What does it take for something to be a clone? PUBG and the Battle Royale genre have been addressing this issue in various ways. However, looking past the biggest players, what about when an idea is seemingly taken from a small developer whose game isn't even out yet?
Ben Esposito has been working for the last five years on a game called Donut County. In the game you play as a hole that grows as it eats things. The bigger you get, the bigger things you can eat. He's set to release the game later this year, but a company called Voodoo.io has just released a very similar game on the app store called hole.io and skyrocketed to the top. Right now they're sitting as the number one downloadable arcade game.
After working so hard on his own game he had a few choice words about the situation which he shared on Twitter on Monday. "It stings a little after 5+ years of convincing people a game about a hole in the ground is a good idea..." Although overall he seemed to realize there wasn't much he could do and instead was going to focus on his own game and hope that all the effort shines through. "Ultimately I think there's enough room for both games on the app store. Ispent the last 5 years crafting Donut County's unique charm, sense of humor, and painstakingly handcrafted levels. You can't really rip that stuff off imo."

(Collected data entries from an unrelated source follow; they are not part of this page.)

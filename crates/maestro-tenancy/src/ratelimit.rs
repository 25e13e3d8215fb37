//! Sliding-window rate limiting behind a swappable counter port.
//!
//! The in-process store keeps per-key hit timestamps; increments are
//! atomic per key. A Redis-compatible implementation can replace the port
//! without touching the limiter.

use std::collections::VecDeque;
use std::sync::Mutex;

use dashmap::DashMap;
use tracing::debug;

use maestro_core::config::{RateLimitConfig, RateLimitScope, RateWindow};

use crate::error::{AuthError, Result};

/// Identity facets a request is counted against.
#[derive(Debug, Clone, Default)]
pub struct RateIdentity {
    pub ip: Option<String>,
    pub user: Option<String>,
    pub tenant: Option<String>,
}

/// Counter port: record a hit and report how many hits remain inside the
/// window, plus seconds until the oldest hit leaves it.
pub trait CounterStore: Send + Sync {
    fn hit(&self, key: &str, window_seconds: u64, now_unix: i64) -> (u64, u64);
}

/// In-process sliding window over a DashMap of timestamp queues.
#[derive(Default)]
pub struct MemoryCounterStore {
    hits: DashMap<String, Mutex<VecDeque<i64>>>,
}

impl MemoryCounterStore {
    pub fn new() -> Self {
        Self::default()
    }
}

impl CounterStore for MemoryCounterStore {
    fn hit(&self, key: &str, window_seconds: u64, now_unix: i64) -> (u64, u64) {
        let entry = self
            .hits
            .entry(key.to_string())
            .or_insert_with(|| Mutex::new(VecDeque::new()));
        let mut q = entry.lock().unwrap();
        let cutoff = now_unix - window_seconds as i64;
        while q.front().is_some_and(|t| *t <= cutoff) {
            q.pop_front();
        }
        q.push_back(now_unix);
        let count = q.len() as u64;
        let retry_after = q
            .front()
            .map(|oldest| ((oldest + window_seconds as i64) - now_unix).max(1) as u64)
            .unwrap_or(1);
        (count, retry_after)
    }
}

pub struct RateLimiter {
    windows: Vec<RateWindow>,
    store: Box<dyn CounterStore>,
}

impl RateLimiter {
    pub fn new(config: &RateLimitConfig) -> Self {
        Self {
            windows: config.windows.clone(),
            store: Box::new(MemoryCounterStore::new()),
        }
    }

    pub fn with_store(config: &RateLimitConfig, store: Box<dyn CounterStore>) -> Self {
        Self {
            windows: config.windows.clone(),
            store,
        }
    }

    /// Count this request against every applicable window; the first
    /// exceeded window denies with its retry hint.
    pub fn check(&self, identity: &RateIdentity) -> Result<()> {
        self.check_at(identity, chrono::Utc::now().timestamp())
    }

    pub fn check_at(&self, identity: &RateIdentity, now_unix: i64) -> Result<()> {
        for window in &self.windows {
            let Some(subject) = subject_for(window.scope, identity) else {
                continue;
            };
            let key = format!("rl:{}:{}", window.name, subject);
            let (count, retry_after) = self.store.hit(&key, window.window_seconds, now_unix);
            if count > window.limit {
                debug!(window = %window.name, subject = %subject, count, "rate limit exceeded");
                return Err(AuthError::RateLimited {
                    window: window.name.clone(),
                    retry_after_secs: retry_after,
                });
            }
        }
        Ok(())
    }
}

fn subject_for(scope: RateLimitScope, identity: &RateIdentity) -> Option<String> {
    match scope {
        RateLimitScope::Ip => identity.ip.clone(),
        RateLimitScope::User => identity.user.clone(),
        RateLimitScope::Tenant => identity.tenant.clone(),
        RateLimitScope::Global => Some("global".to_string()),
    }
}

#[cfg(test)]
mod tests {
    use super::*;

    fn limiter(limit: u64, window_seconds: u64) -> RateLimiter {
        RateLimiter::new(&RateLimitConfig {
            windows: vec![RateWindow {
                name: "test".to_string(),
                limit,
                window_seconds,
                scope: RateLimitScope::User,
            }],
        })
    }

    fn identity(user: &str) -> RateIdentity {
        RateIdentity {
            user: Some(user.to_string()),
            ..Default::default()
        }
    }

    #[test]
    fn under_the_limit_passes() {
        let l = limiter(3, 60);
        for _ in 0..3 {
            l.check_at(&identity("u1"), 1000).unwrap();
        }
    }

    #[test]
    fn exceeding_the_window_denies_with_retry_hint() {
        let l = limiter(2, 60);
        l.check_at(&identity("u1"), 1000).unwrap();
        l.check_at(&identity("u1"), 1000).unwrap();
        match l.check_at(&identity("u1"), 1000).unwrap_err() {
            AuthError::RateLimited {
                window,
                retry_after_secs,
            } => {
                assert_eq!(window, "test");
                assert!(retry_after_secs >= 1 && retry_after_secs <= 60);
            }
            other => panic!("unexpected error: {other}"),
        }
    }

    #[test]
    fn window_slides_as_time_passes() {
        let l = limiter(2, 60);
        l.check_at(&identity("u1"), 1000).unwrap();
        l.check_at(&identity("u1"), 1000).unwrap();
        assert!(l.check_at(&identity("u1"), 1030).is_err());
        // first two hits have aged out
        l.check_at(&identity("u1"), 1061).unwrap();
    }

    #[test]
    fn identities_do_not_share_buckets() {
        let l = limiter(1, 60);
        l.check_at(&identity("u1"), 1000).unwrap();
        l.check_at(&identity("u2"), 1000).unwrap();
        assert!(l.check_at(&identity("u1"), 1000).is_err());
    }

    #[test]
    fn windows_without_a_subject_are_skipped() {
        let l = RateLimiter::new(&RateLimitConfig {
            windows: vec![RateWindow {
                name: "ip".to_string(),
                limit: 1,
                window_seconds: 60,
                scope: RateLimitScope::Ip,
            }],
        });
        // no IP on the identity: the window cannot apply
        for _ in 0..5 {
            l.check_at(&RateIdentity::default(), 1000).unwrap();
        }
    }
}
//! Deterministic runtime for tests and the development profile.
//!
//! Echoes the user message back with the agent key so end-to-end flows can
//! assert on content without a live model, keeps session items in memory,
//! and mints `conv_`-prefixed conversation ids.

use std::sync::Arc;

use async_trait::async_trait;
use serde_json::json;
use tokio::sync::mpsc;
use uuid::Uuid;

use crate::event::{AgentStreamEvent, RunItem, TokenUsage};
use crate::provider::{AgentProvider, AgentRunRequest, AgentRunResponse, ProviderError};
use crate::session::{ConversationFactory, InMemorySessionStore, SessionStore};

pub struct MockProvider {
    sessions: Arc<InMemorySessionStore>,
    factory: Arc<MockConversationFactory>,
}

impl MockProvider {
    pub fn new() -> Self {
        Self {
            sessions: Arc::new(InMemorySessionStore::new()),
            factory: Arc::new(MockConversationFactory),
        }
    }

    fn reply_for(&self, req: &AgentRunRequest) -> String {
        format!("[{}] {}", req.agent.key, req.message)
    }

    fn usage_for(message: &str, reply: &str) -> TokenUsage {
        TokenUsage {
            requests: 1,
            input_tokens: (message.len() as u64 / 4).max(1),
            output_tokens: (reply.len() as u64 / 4).max(1),
            cached_input_tokens: 0,
            reasoning_output_tokens: 0,
        }
    }

    async fn record_turn(
        &self,
        req: &AgentRunRequest,
        reply: &str,
    ) -> Result<(), ProviderError> {
        req.session
            .add_items(vec![
                json!({"role": "user", "content": req.message}),
                json!({"role": "assistant", "content": reply}),
            ])
            .await
    }
}

impl Default for MockProvider {
    fn default() -> Self {
        Self::new()
    }
}

#[async_trait]
impl AgentProvider for MockProvider {
    fn name(&self) -> &str {
        "mock"
    }

    async fn run(&self, req: AgentRunRequest) -> Result<AgentRunResponse, ProviderError> {
        let reply = self.reply_for(&req);
        let response_id = new_response_id();
        self.record_turn(&req, &reply).await?;
        Ok(AgentRunResponse {
            response_id: response_id.clone(),
            response_text: reply.clone(),
            structured_output: None,
            run_items: vec![RunItem {
                item_type: "message".to_string(),
                role: Some("assistant".to_string()),
                response_id: Some(response_id),
                response_text: Some(reply.clone()),
                name: Some(req.agent.key.clone()),
                ..Default::default()
            }],
            usage: Self::usage_for(&req.message, &reply),
            agent: req.agent.key,
        })
    }

    async fn run_stream(
        &self,
        req: AgentRunRequest,
        tx: mpsc::Sender<AgentStreamEvent>,
    ) -> Result<(), ProviderError> {
        let reply = self.reply_for(&req);
        let response_id = new_response_id();

        // word-by-word deltas so clients exercise real concatenation
        let words: Vec<&str> = reply.split_inclusive(' ').collect();
        for word in &words {
            if tx
                .send(AgentStreamEvent::RawDelta {
                    raw_type: "response.output_text.delta".to_string(),
                    text_delta: Some((*word).to_string()),
                    reasoning_delta: None,
                    response_id: Some(response_id.clone()),
                })
                .await
                .is_err()
            {
                return Ok(()); // receiver dropped
            }
        }

        let _ = tx
            .send(AgentStreamEvent::RunItem(Box::new(RunItem {
                item_type: "message".to_string(),
                role: Some("assistant".to_string()),
                response_id: Some(response_id.clone()),
                response_text: Some(reply.clone()),
                name: Some(req.agent.key.clone()),
                ..Default::default()
            })))
            .await;

        self.record_turn(&req, &reply).await?;

        let _ = tx
            .send(AgentStreamEvent::Final {
                response_id: Some(response_id),
                response_text: Some(reply.clone()),
                structured_output: None,
                usage: Self::usage_for(&req.message, &reply),
            })
            .await;
        Ok(())
    }

    fn session_store(&self) -> Arc<dyn SessionStore> {
        Arc::clone(&self.sessions) as Arc<dyn SessionStore>
    }

    fn conversation_factory(&self) -> Option<Arc<dyn ConversationFactory>> {
        Some(Arc::clone(&self.factory) as Arc<dyn ConversationFactory>)
    }
}

struct MockConversationFactory;

#[async_trait]
impl ConversationFactory for MockConversationFactory {
    async fn create(
        &self,
        _tenant_id: &str,
        _user_id: &str,
        _conversation_key: &str,
    ) -> Result<String, ProviderError> {
        Ok(format!("conv_{}", Uuid::new_v4().simple()))
    }
}

fn new_response_id() -> String {
    format!("resp_{}", Uuid::new_v4().simple())
}

#[cfg(test)]
mod tests {
    use super::*;
    use crate::provider::AgentDescriptor;
    use crate::session::SessionStore;

    fn request(provider: &MockProvider, message: &str) -> AgentRunRequest {
        AgentRunRequest {
            agent: AgentDescriptor {
                key: "triage".to_string(),
                display_name: None,
                model: "agent-core-1".to_string(),
                capabilities: vec![],
                handoffs: vec![],
                memory_strategy_default: None,
                output_schema: None,
            },
            message: message.to_string(),
            input_items: vec![],
            session: provider.session_store().build("s-1"),
            provider_conversation_id: None,
            conversation_id: "c-1".to_string(),
            metadata: serde_json::Value::Null,
        }
    }

    #[tokio::test]
    async fn run_echoes_and_records_the_turn() {
        let provider = MockProvider::new();
        let resp = provider.run(request(&provider, "hi")).await.unwrap();
        assert_eq!(resp.response_text, "[triage] hi");
        assert!(resp.response_id.starts_with("resp_"));
        assert_eq!(resp.usage.requests, 1);

        let items = provider
            .session_store()
            .build("s-1")
            .get_items(None)
            .await
            .unwrap();
        assert_eq!(items.len(), 2);
    }

    #[tokio::test]
    async fn stream_deltas_concatenate_to_the_final_text() {
        let provider = MockProvider::new();
        let (tx, mut rx) = mpsc::channel(64);
        provider
            .run_stream(request(&provider, "tell me a story"), tx)
            .await
            .unwrap();

        let mut concatenated = String::new();
        let mut final_text = None;
        let mut terminal_count = 0;
        while let Some(event) = rx.recv().await {
            match event {
                AgentStreamEvent::RawDelta { text_delta, .. } => {
                    concatenated.push_str(&text_delta.unwrap_or_default());
                }
                AgentStreamEvent::Final { response_text, .. } => {
                    final_text = response_text;
                    terminal_count += 1;
                }
                _ => {}
            }
        }
        assert_eq!(terminal_count, 1);
        assert_eq!(final_text.as_deref(), Some(concatenated.as_str()));
    }

    #[tokio::test]
    async fn factory_mints_conv_prefixed_ids() {
        let provider = MockProvider::new();
        let factory = provider.conversation_factory().unwrap();
        let id = factory.create("t", "u", "key").await.unwrap();
        assert!(id.starts_with("conv_"));
    }
}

Although he did have a warning to other developers as Voodoo.io just got a $200 million investment from Goldman Sachs. "... we're prob gonna see a lot more situations like this. Their algorithmic approach to game dev (get pitches, test retention, publish) produces successful games for them...it also encourages devs to make quick copies of games like mine."
This isn't the first time Voodoo.io has copied other games. They release F2P games that are usually just asset flips centered around the main idea of the game without any of the effort put in. It's clearly working though as $200 million is nothing to sneeze at. What do you think? Is this an issue, or does it resolve itself with effort winning in the end?